Q: I think it’s wrong for you to talk about pounding somebody’s head into a pulp just because you disagree with them.
A: I think it would be a damn sight worse if I were ever to actually DO it instead of just talking about it.
Q: But don’t you realize that you might make somebody act out your words in real life?
A: Been listening to Metallica backwards lately, have you?
Q: No, I mean, seriously!
A: If somebody’s already sick enough to commit murder over a disagreement, I’m sure they don’t need me inciting them to do so.
Q: Don’t you believe that obscenities and insults inhibit rational discourse?
A: No. I DO believe, however, that setting up arbitrary and ever-changing “rules” for how you can express your opinion sooner or later renders discourse meaningless and vapid.
Q: You’re an arrogant asshat!
Q: Didn’t that make you feel angry and demeaned?
A: No. Try harder, you tepid tank of tumblefuckedness.
Q: I think you just made me cry.
Q: OK, you mean bastard, I’ll be back posting to your comments under somebody else’s handle, making you cry too!
A: Go ahead, then watch you and your subnet being banned all the way to hell and back. I won’t cry, though. Ha!
Q: I’ll just switch to another IP, you fascist bastard!
A: And I’ll just knock that subnet off too. Your point? Other than the one on top of your head, of course.
Q: But I’m a 133+ HaX0r!
A: And I’m a mean old bastard who happens to enjoy tracing IPs and passing off the info to, er, “interested” parties.
Q: Censor! NetKKKop!
A: Pimple-faced shitstain.
Q: So you’ll just pass my info on to the Ashcroft Dissent Squasher? brigades if I don’t agree with you all the time? What’s the point of that?
A: I didn’t say that you couldn’t sling all the mud you want to, now did I? As a matter of fact, I ENCOURAGE that.

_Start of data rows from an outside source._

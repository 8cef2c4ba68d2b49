//! Webhook destination: POST the finished item as JSON.
//!
//! Request body: `{"item": <FinishedItem>, "reply_to": <ref or null>}`.
//! A `message_id` field in the JSON response (string or number) is kept as
//! the external ref so later replies can thread under it.

use std::time::Duration;

use async_trait::async_trait;
use courier_shared::{DeliveryContext, FinishedItem, Result};
use reqwest::Client;
use serde::Serialize;
use tracing::debug;
use url::Url;

use crate::DestinationAdapter;
use crate::http::{build_client, classify_send_error, parse_endpoint, read_json};

pub struct WebhookDestination {
    id: String,
    url: Url,
    client: Client,
}

#[derive(Serialize)]
struct WebhookBody<'a> {
    item: &'a FinishedItem,
    reply_to: Option<&'a str>,
}

impl WebhookDestination {
    pub fn new(id: impl Into<String>, url: &str, timeout: Duration) -> Result<Self> {
        let id = id.into();
        let url = parse_endpoint(&format!("destination {id}"), url)?;
        Ok(Self {
            id,
            url,
            client: build_client(timeout)?,
        })
    }
}

#[async_trait]
impl DestinationAdapter for WebhookDestination {
    fn id(&self) -> &str {
        &self.id
    }

    async fn send(
        &self,
        item: &FinishedItem,
        context: &DeliveryContext,
    ) -> Result<Option<String>> {
        debug!(destination = %self.id, item = %item.key, reply_to = ?context.reply_to, "sending webhook");
        let body = WebhookBody {
            item,
            reply_to: context.reply_to.as_deref(),
        };
        let response = self
            .client
            .post(self.url.as_str())
            .json(&body)
            .send()
            .await
            .map_err(|e| classify_send_error(&self.url, e))?;
        let reply = read_json(&self.url, response).await?;

        Ok(match reply.get("message_id") {
            Some(serde_json::Value::String(s)) => Some(s.clone()),
            Some(serde_json::Value::Number(n)) => Some(n.to_string()),
            _ => None,
        })
    }
}

#[cfg(test)]
mod tests {
    use super::*;
    use chrono::Utc;
    use courier_shared::ItemKey;
    use serde_json::json;
    use wiremock::matchers::{body_partial_json, method, path};
    use wiremock::{Mock, MockServer, ResponseTemplate};

    fn finished() -> FinishedItem {
        FinishedItem {
            key: ItemKey::new("twitter", "tweet-2"),
            source_name: "twitter".into(),
            source_key: "tweet-2".into(),
            discovered_at: Utc::now(),
            raw: json!({"content_text": "reply"}),
            payload: Vec::new(),
        }
    }

    #[tokio::test]
    async fn returns_message_id_and_forwards_reply_to() {
        let server = MockServer::start().await;
        Mock::given(method("POST"))
            .and(path("/send"))
            .and(body_partial_json(json!({"reply_to": "msg-1"})))
            .respond_with(ResponseTemplate::new(200).set_body_json(json!({"message_id": 42})))
            .expect(1)
            .mount(&server)
            .await;

        let dest = WebhookDestination::new(
            "chat-a",
            &format!("{}/send", server.uri()),
            Duration::from_secs(5),
        )
        .unwrap();
        let context = DeliveryContext {
            reply_to: Some("msg-1".into()),
        };
        let external = dest.send(&finished(), &context).await.expect("send");
        assert_eq!(external.as_deref(), Some("42"));
    }

    #[tokio::test]
    async fn empty_response_has_no_ref() {
        let server = MockServer::start().await;
        Mock::given(path("/send"))
            .respond_with(ResponseTemplate::new(204))
            .mount(&server)
            .await;

        let dest = WebhookDestination::new(
            "chat-a",
            &format!("{}/send", server.uri()),
            Duration::from_secs(5),
        )
        .unwrap();
        let external = dest
            .send(&finished(), &DeliveryContext::default())
            .await
            .expect("send");
        assert!(external.is_none());
    }

    #[tokio::test]
    async fn missing_chat_is_permanent() {
        let server = MockServer::start().await;
        Mock::given(path("/send"))
            .respond_with(ResponseTemplate::new(404))
            .mount(&server)
            .await;

        let dest = WebhookDestination::new(
            "chat-a",
            &format!("{}/send", server.uri()),
            Duration::from_secs(5),
        )
        .unwrap();
        let err = dest
            .send(&finished(), &DeliveryContext::default())
            .await
            .unwrap_err();
        assert!(!err.is_retryable());
    }
}
#[derive(Debug, Clone, Serialize, Deserialize, PartialEq)]
#[serde(default)]
pub struct SupervisorConfig {
    pub backoff_ms: u64,
    pub confirm_interval_ms: u64,
    pub monitor_interval_ms: u64,
    pub debounce: u32,
    pub io_timeout_ms: u64,
}

impl Default for SupervisorConfig {
    fn default() -> Self {
        let policy = SupervisorPolicy::default();
        Self {
            backoff_ms: policy.backoff.as_millis() as u64,
            confirm_interval_ms: policy.confirm_interval.as_millis() as u64,
            monitor_interval_ms: policy.monitor_interval.as_millis() as u64,
            debounce: policy.debounce,
            io_timeout_ms: policy.io_timeout.as_millis() as u64,
        }
    }
}

impl SupervisorConfig {
    pub fn to_policy(&self) -> SupervisorPolicy {
        SupervisorPolicy {
            backoff: Duration::from_millis(self.backoff_ms),
            confirm_interval: Duration::from_millis(self.confirm_interval_ms),
            monitor_interval: Duration::from_millis(self.monitor_interval_ms),
            debounce: self.debounce,
            io_timeout: Duration::from_millis(self.io_timeout_ms),
        }
    }
}

/// A variable group, inline or from a CSV table
#[derive(Debug, Clone, Serialize, Deserialize, PartialEq)]
pub struct GroupConfig {
    pub name: String,
    pub category: Category,
    pub device: String,
    #[serde(default)]
    pub variables: Vec<Variable>,
    /// CSV table, relative to the configuration file
    #[serde(default)]
    pub table: Option<PathBuf>,
    /// Kind for tables without a `Type` column
    #[serde(default)]
    pub kind: Option<VariableKind>,
    #[serde(default)]
    pub interval_ms: Option<u64>,
    #[serde(default)]
    pub scale: Option<f64>,
}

Just don’t try to pass it off as someone else’s, OK?
Q: OK, I’m confused… What in the name of the Nine Guardians of the Gates of Hell does F.E.T.E. mean???
A: We could tell you, but we’d have to kill you…
Q: No, seriously, dammit! Tell me or the kitty gets it!
A: What kitty? Oh, that one… Did we tell you that we don’t really like kitties?
Q: What? EVERYBODY likes kitties!
Q: Well I do!
A: That’s not a question, is it?
Q: So you won’t tell me?
A: Of course we will… We thought you’d never ask. It means [drum roll]…
Fuck ‘Em, The End!
Q: Is this the end of the FAQ?
A: Might as well be, it’s too long already.